As a fact, it would be admitted by most, that, at some period of their lives, the thought of the world to come and of future judgement, the beauty and loveliness of the truths of the Gospel, the sense of the shortness of our days here, have wrought a more quickening and powerful effect than any moral truths or prudential maxims. Many a one would acknowledge that he has been carried whither he knew not; and had nobler thoughts, and felt higher aspirations, than the course of his ordinary life seemed to allow. These were the most important moments of his life for good or for evil; the critical points which have made him what he is, either as he used or neglected them. They came he knew not how, sometimes with some outward and apparent cause, at other times without,--the result of affliction or sickness, or the wind blowing where it listeth'.

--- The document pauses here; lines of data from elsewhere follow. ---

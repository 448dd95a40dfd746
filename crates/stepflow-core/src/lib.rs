//! # stepflow-core
//!
//! Shared vocabulary for the `stepflow` orchestration crate.
//!
//! This crate holds the types that every layer speaks: messages, stream
//! parts, tool calls, usage, errors, JSON schemas and the
//! [`LanguageModel`] port that model backends implement. It contains no
//! orchestration logic; the step loop, the tool-call merge and streaming
//! object generation live in `stepflow`.
//!
//! # Modules
//!
//! | Module | Purpose |
//! |--------|---------|
//! | [`chat`] | Messages, parts, tool calls, finish reasons and responses |
//! | [`error`] | The unified [`Error`] type |
//! | [`id`] | Identifier generators |
//! | [`model`] | The [`LanguageModel`] port and [`ModelRequest`] |
//! | [`schema`] | [`JsonSchema`] and the [`SchemaValidator`] seam |
//! | [`stream`] | [`StreamPart`] and the [`ModelStream`] alias |
//! | [`usage`] | Token counts |

#![warn(missing_docs)]

pub mod chat;
pub mod error;
pub mod id;
pub mod model;
pub mod schema;
pub mod stream;
pub mod usage;

#[cfg(any(test, feature = "test-utils"))]
pub mod mock;

#[cfg(any(test, feature = "test-utils"))]
pub mod test_helpers;

pub use chat::{
    CallWarning, FinishReason, ImageSource, Message, ModelResponse, Part, ResponseMetadata, Role,
    ToolCall, ToolResult,
};
pub use error::{Error, RetryReason};
pub use id::{IdGenerator, RandomIdGenerator, SequentialIdGenerator};
pub use model::{
    Capability, DynLanguageModel, LanguageModel, ModelMetadata, ModelRequest, ResponseFormat,
    ToolChoice, ToolDefinition,
};
pub use schema::{FnValidator, JsonSchema, SchemaValidator, validator_fn};
pub use stream::{ModelStream, StreamPart, response_into_parts};
pub use usage::Usage;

And if such changes and such critical points should be found to occur in youth more often than in age, in the poor and ignorant rather than in the educated, in women more often than in men, if reason and reflection seem to weaken as they regulate the springs of human action, this very fact may lead us to consider that reason, and reflection, and education, and the experience of age, and the force of manly sense, are not the links which bind us to the communion of the body of Christ; that it is rather to those qualities which we have, or may have, in common with our fellow men, that the Gospel is promised; and that it is with the weak, the poor, the babes in Christ,--not with the strong-minded, the resolute, the consistent,--that we shall sit down in the kingdom of heaven.